Announcing Our Journey 2025
The Council of Delegates, meeting June 16 and 17 on behalf of synod, approved a new ministry plan for the Christian Reformed Church in North America.
Synod 2020 was canceled because of the COVID-19 pandemic. Instead, the program committee for Synod 2020 (officers of Synod 2019) combed through the Agenda for Synod 2020 and identified which items could not be deferred for a whole year. The COD, which governs the CRCNA when synod is not in session, held a special meeting to deal with these matters on behalf of synod and will report their decisions to Synod 2021.
One of the matters that was deemed essential to deal with this year was a new ministry plan, called Our Journey 2025.
“There’s something about a journey that’s exciting and invigorating. A promise of new horizons, new possibilities, new challenges. The Christian Reformed Church in North America is on such a journey,” said the overview document that the COD reviewed.
The document goes on to explain, “It’s called Our Journey 2025. Our because we are on it together as CRC people from congregations across the United States and Canada. Journey because we are moving ahead in our shared mission to express the good news of God’s kingdom that transforms lives and communities worldwide, while also striving toward specific goals that our congregations and leaders have identified. And 2025 to remind us that this is just one stage of a journey that will see us living and growing together in new ways and in new places by the year 2025.”
This new ministry plan replaces Our Journey 2020 — a denomination-wide ministry plan that encouraged individuals, congregations, and ministries to improve in the areas of discipleship, leadership, collaboration, Reformed identity, and community engagement, while also continuing to preach the gospel and seek out people who are lost.

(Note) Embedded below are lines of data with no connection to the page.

//! # Mock Gateway
//!
//! An in-memory [`EmpleadoGateway`] for testing workflows and the shell
//! without a backend.
//!
//! Queue up the calls you expect, in order, with the result each should
//! produce. Every call the code under test makes pops the next expectation;
//! a call that does not match it panics. [`MockGateway::calls`] returns the
//! log of calls received, including payloads, and [`MockGateway::verify`]
//! fails the test if expectations are left over.
//!
//! ```ignore
//! let mock = MockGateway::new();
//! mock.expect_list().return_ok(vec![]);
//! mock.expect_create().return_ok(());
//! mock.expect_list().return_ok(vec![ana.with_id(EmpleadoId(1))]);
//!
//! let gateway: SharedGateway = Arc::new(mock.clone());
//! // Drive the code under test...
//! mock.verify();
//! ```
//!
//! Clones share the same queue and call log, so keep one handle for
//! assertions and hand a clone to the code under test.

use super::{EmpleadoGateway, NetworkError};
use crate::model::{Empleado, EmpleadoCreate, EmpleadoId};
use async_trait::async_trait;
use std::collections::VecDeque;
use std::sync::{Arc, Mutex};

/// An expected gateway call and the result it returns.
enum Expectation {
    List {
        response: Result<Vec<Empleado>, NetworkError>,
    },
    GetById {
        id: EmpleadoId,
        response: Result<Empleado, NetworkError>,
    },
    Create {
        response: Result<(), NetworkError>,
    },
    Update {
        response: Result<(), NetworkError>,
    },
    DeleteById {
        id: EmpleadoId,
        response: Result<(), NetworkError>,
    },
}

/// A call received by the mock, with its payload.
#[derive(Debug, Clone, PartialEq)]
pub enum GatewayCall {
    List,
    GetById(EmpleadoId),
    Create(EmpleadoCreate),
    Update(Empleado),
    DeleteById(EmpleadoId),
}

type Queue = Arc<Mutex<VecDeque<Expectation>>>;

/// A gateway double with expectation tracking.
#[derive(Clone, Default)]
pub struct MockGateway {
    expectations: Queue,
    calls: Arc<Mutex<Vec<GatewayCall>>>,
}

impl MockGateway {
    /// Creates a mock with no expectations.
    pub fn new() -> Self {
        Self::default()
    }

    /// Expects a `list` call.
    pub fn expect_list(&self) -> ExpectationBuilder<Vec<Empleado>> {
        ExpectationBuilder::new(&self.expectations, |response| Expectation::List { response })
    }

    /// Expects a `get_by_id` call for `id`.
    pub fn expect_get(&self, id: EmpleadoId) -> ExpectationBuilder<Empleado> {
        ExpectationBuilder::new(&self.expectations, move |response| {
            Expectation::GetById { id, response }
        })
    }

    /// Expects a `create` call.
    pub fn expect_create(&self) -> ExpectationBuilder<()> {
        ExpectationBuilder::new(&self.expectations, |response| Expectation::Create { response })
    }

    /// Expects an `update` call.
    pub fn expect_update(&self) -> ExpectationBuilder<()> {
        ExpectationBuilder::new(&self.expectations, |response| Expectation::Update { response })
    }

    /// Expects a `delete_by_id` call for `id`.
    pub fn expect_delete(&self, id: EmpleadoId) -> ExpectationBuilder<()> {
        ExpectationBuilder::new(&self.expectations, move |response| {
            Expectation::DeleteById { id, response }
        })
    }

    /// Every call received so far, in order.
    pub fn calls(&self) -> Vec<GatewayCall> {
        self.calls.lock().unwrap().clone()
    }

    /// How many received calls match `predicate`.
    pub fn count(&self, predicate: impl Fn(&GatewayCall) -> bool) -> usize {
        self.calls.lock().unwrap().iter().filter(|c| predicate(c)).count()
    }

    /// Verifies that all expectations were met.
    pub fn verify(&self) {
        let exps = self.expectations.lock().unwrap();
        if !exps.is_empty() {
            panic!("Not all expectations were met. {} remaining", exps.len());
        }
    }

    fn next(&self, call: GatewayCall) -> Expectation {
        self.calls.lock().unwrap().push(call.clone());
        let mut exps = self.expectations.lock().unwrap();
        match exps.pop_front() {
            Some(expectation) => expectation,
            None => panic!("Unexpected gateway call: {call:?}"),
        }
    }
}

/// Builder returned by the `expect_*` methods.
pub struct ExpectationBuilder<T> {
    expectations: Queue,
    make: Box<dyn FnOnce(Result<T, NetworkError>) -> Expectation + Send>,
}

impl<T> ExpectationBuilder<T> {
    fn new(
        expectations: &Queue,
        make: impl FnOnce(Result<T, NetworkError>) -> Expectation + Send + 'static,
    ) -> Self {
        Self {
            expectations: expectations.clone(),
            make: Box::new(make),
        }
    }

    /// Sets the expectation to return a successful result.
    pub fn return_ok(self, value: T) {
        self.push(Ok(value));
    }

    /// Sets the expectation to return an error.
    pub fn return_err(self, error: NetworkError) {
        self.push(Err(error));
    }

    fn push(self, response: Result<T, NetworkError>) {
        let expectation = (self.make)(response);
        self.expectations.lock().unwrap().push_back(expectation);
    }
}

#[async_trait]
impl EmpleadoGateway for MockGateway {
    async fn list(&self) -> Result<Vec<Empleado>, NetworkError> {
        match self.next(GatewayCall::List) {
            Expectation::List { response } => response,
            _ => panic!("Unexpected request or expectation mismatch: list"),
        }
    }

    async fn get_by_id(&self, id: EmpleadoId) -> Result<Empleado, NetworkError> {
        match self.next(GatewayCall::GetById(id)) {
            Expectation::GetById { id: expected, response } => {
                assert_eq!(id, expected, "get_by_id called with unexpected id");
                response
            }
            _ => panic!("Unexpected request or expectation mismatch: get_by_id({id})"),
        }
    }

    async fn create(&self, params: &EmpleadoCreate) -> Result<(), NetworkError> {
        match self.next(GatewayCall::Create(params.clone())) {
            Expectation::Create { response } => response,
            _ => panic!("Unexpected request or expectation mismatch: create"),
        }
    }

    async fn update(&self, empleado: &Empleado) -> Result<(), NetworkError> {
        match self.next(GatewayCall::Update(empleado.clone())) {
            Expectation::Update { response } => response,
            _ => panic!("Unexpected request or expectation mismatch: update"),
        }
    }

    async fn delete_by_id(&self, id: EmpleadoId) -> Result<(), NetworkError> {
        match self.next(GatewayCall::DeleteById(id)) {
            Expectation::DeleteById { id: expected, response } => {
                assert_eq!(id, expected, "delete_by_id called with unexpected id");
                response
            }
            _ => panic!("Unexpected request or expectation mismatch: delete_by_id({id})"),
        }
    }
}
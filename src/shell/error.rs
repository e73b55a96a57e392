//! Error types for the shell.

use crate::gateway::NetworkError;
use crate::workflow::WorkflowError;
use thiserror::Error;

/// Errors that can occur during shell operations.
#[derive(Debug, Clone, Error, PartialEq)]
pub enum ShellError {
    /// The shell task is gone; requests can no longer be sent.
    #[error("Shell closed")]
    ActorClosed,

    /// The shell task dropped the response channel.
    #[error("Shell dropped response channel")]
    ActorDropped,

    /// A form is already open.
    #[error("Ya hay un formulario abierto")]
    ModalOpen,

    /// The operation needs an open form and there is none.
    #[error("No hay ningún formulario abierto")]
    NoModal,

    /// The open form rejected the operation.
    #[error(transparent)]
    Workflow(#[from] WorkflowError),

    /// A collection-level backend call failed.
    #[error(transparent)]
    Network(#[from] NetworkError),

    /// The shell task panicked or was cancelled.
    #[error("Shell task failed: {0}")]
    TaskFailed(String),
}
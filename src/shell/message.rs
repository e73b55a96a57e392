//! # Shell Messages
//!
//! The requests a [`ShellClient`](super::ShellClient) sends to the
//! [`ShellActor`](super::ShellActor), and the views it gets back.

use super::ShellError;
use crate::gateway::NetworkError;
use crate::model::{Empleado, EmpleadoField, EmpleadoId};
use crate::workflow::{FormWorkflow, WorkflowError, WorkflowKind, WorkflowState};
use tokio::sync::oneshot;

/// Type alias for the one-shot response channel used by the shell.
pub type Response<T> = oneshot::Sender<Result<T, ShellError>>;

#[derive(Debug)]
pub enum ShellRequest {
    Refresh {
        respond_to: Response<Vec<Empleado>>,
    },
    Empleados {
        respond_to: Response<Vec<Empleado>>,
    },
    OpenCreate {
        respond_to: Response<ModalView>,
    },
    OpenEdit {
        id: EmpleadoId,
        respond_to: Response<ModalView>,
    },
    Modal {
        respond_to: Response<Option<ModalView>>,
    },
    SetField {
        field: EmpleadoField,
        value: String,
        respond_to: Response<ModalView>,
    },
    Submit {
        respond_to: Response<SubmitOutcome>,
    },
    Cancel {
        respond_to: Response<()>,
    },
    Delete {
        id: EmpleadoId,
        respond_to: Response<DeleteOutcome>,
    },
}

/// A snapshot of the open form.
#[derive(Debug, Clone, PartialEq)]
pub struct ModalView {
    pub title: String,
    pub kind: WorkflowKind,
    pub state: WorkflowState,
    pub draft: Empleado,
    pub error: Option<WorkflowError>,
}

impl From<&FormWorkflow> for ModalView {
    fn from(workflow: &FormWorkflow) -> Self {
        Self {
            title: workflow.title(),
            kind: workflow.kind(),
            state: workflow.state(),
            draft: workflow.draft().clone(),
            error: workflow.last_error().cloned(),
        }
    }
}

/// Result of a successful submit.
#[derive(Debug, Clone, PartialEq)]
pub enum SubmitOutcome {
    /// Saved, form closed, collection refreshed.
    Committed,
    /// Saved and form closed, but the follow-up refresh failed.
    CommittedListStale(NetworkError),
}

/// Result of a delete request.
#[derive(Debug, Clone, PartialEq)]
pub enum DeleteOutcome {
    /// The user said no; nothing was sent.
    Declined,
    /// Deleted and collection refreshed.
    Deleted,
    /// Deleted, but the follow-up refresh failed.
    DeletedListStale(NetworkError),
}
//! # Form Workflow
//!
//! The create and edit interactions share one state machine,
//! [`FormWorkflow`], and one validator. They differ only in how the draft is
//! initialized and which gateway call commits it.
//!
//! ```text
//! Loading (edit only) ──► Editing ──submit──► Submitting ──ok──► Committed
//!        │                 ▲   │                   │
//!        │                 │   │                   └─fail─► Editing (error kept)
//!        └─────cancel──────┴───┴──cancel──► Closed
//! ```
//!
//! `Committed` and `Closed` are terminal.

pub mod error;
pub mod form;

pub use error::*;
pub use form::FormWorkflow;

use crate::model::EmpleadoId;
use strum::Display;

/// Which flow a workflow runs.
#[derive(Debug, Clone, Copy, PartialEq, Eq)]
pub enum WorkflowKind {
    Create,
    Edit(EmpleadoId),
}

impl WorkflowKind {
    pub fn id(&self) -> Option<EmpleadoId> {
        match self {
            WorkflowKind::Create => None,
            WorkflowKind::Edit(id) => Some(*id),
        }
    }
}

/// Where a workflow stands.
#[derive(Debug, Clone, Copy, PartialEq, Eq, Display)]
pub enum WorkflowState {
    Loading,
    Editing,
    Submitting,
    Committed,
    Closed,
}

impl WorkflowState {
    pub fn is_terminal(&self) -> bool {
        matches!(self, WorkflowState::Committed | WorkflowState::Closed)
    }
}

“We are pleased with the efforts and success stories that have been shared during Our Journey 2020,” said Colin Watson, whom the COD has now named interim executive director of the CRCNA. “Churches have begun to flow like streams into their communities, meeting their neighbors and becoming channels for the love of Christ. New leaders have been identified, trained, and mentored to help bear fruit in local congregations. And CRC members of all ages have been nurtured in their faith to grow more and more into the likeness of Christ.”
Our Journey 2025 picks up where the old ministry plan left off. While churches will continue the good work they have begun, the hope is that they will also begin to think about four specific areas of their ministry.
These four areas are described as “milestones” in the material for Our Journey 2025 and were developed on the basis of feedback from conversations at classis meetings, national gatherings, and Inspire events.
“These are not the only purposes God is calling us to, but we believe that a denomination-wide emphasis on these milestones for the next five years will help us all move forward in appropriate and healthy ways in obedience to the Word of God,” said the document.
The four milestones are as follows: “In our journey with God, with each other, with our neighbors, and for mission, we desire to be congregations/communities that
- cultivate practices of prayer and spiritual discipline, transforming our lives and communities by the power of the Holy Spirit.
- listen to the voices of every generation, shaping us for ministry together.
- grow in diversity and unity by seeking justice, reconciliation, and welcome, sharing our faith as we build relationships with and honor the cultures of our neighbors and newcomers.
- share the gospel, live it missionally, and plant new churches in our neighborhoods as we discover how to connect with our local and global ministry contexts.”
The addition of church planting to this fourth milestone was a last-minute change. It was suggested by Resonate Global Mission and came to the special meeting of the COD after the COD had already adopted a previous version of the document.
“This was considered a friendly amendment and was widely endorsed by everyone on the committee,” said Paul De Vries, chair of the COD.
Others weren’t quite sure. Bruce DeKam, delegate from Classis Northern Michigan, for example, wondered why church planting hadn’t been included earlier.
“The language of this was already adopted for presentation to synod,” he said. “Trying to put something into it at a late hour opens it up to multiple changes. It should be presented as it was decided.”
Some delegates also wondered if the wording of this additional statement limited church planting to local churches’ immediate neighborhoods.
“You have to ask yourself, ‘What is your neighborhood?’” said DeKam. “I look around, and I don’t think we need to plant new churches in my neighborhood in Grand Rapids. We need to look outside of our neighborhoods and find areas where there might not be a Reformed influence.”
Don Draayer, delegate from Classis Lake Superior and chair of the advisory committee that processed this request, disagreed.
“Our neighborhood isn’t just our confined and restricted space. It is much bigger than that,” he said. He also pointed out that the full phrase of this fourth milestone urges us all to connect with our global as well as local contexts.
In the end, the new ministry plan was adopted with the church-planting language included.
“This is substantial,” said Draayer. “We are saying that this is the journey we think God wants us all to be on for the next five years.”
More information about the plan will be distributed to churches in autumn 2020.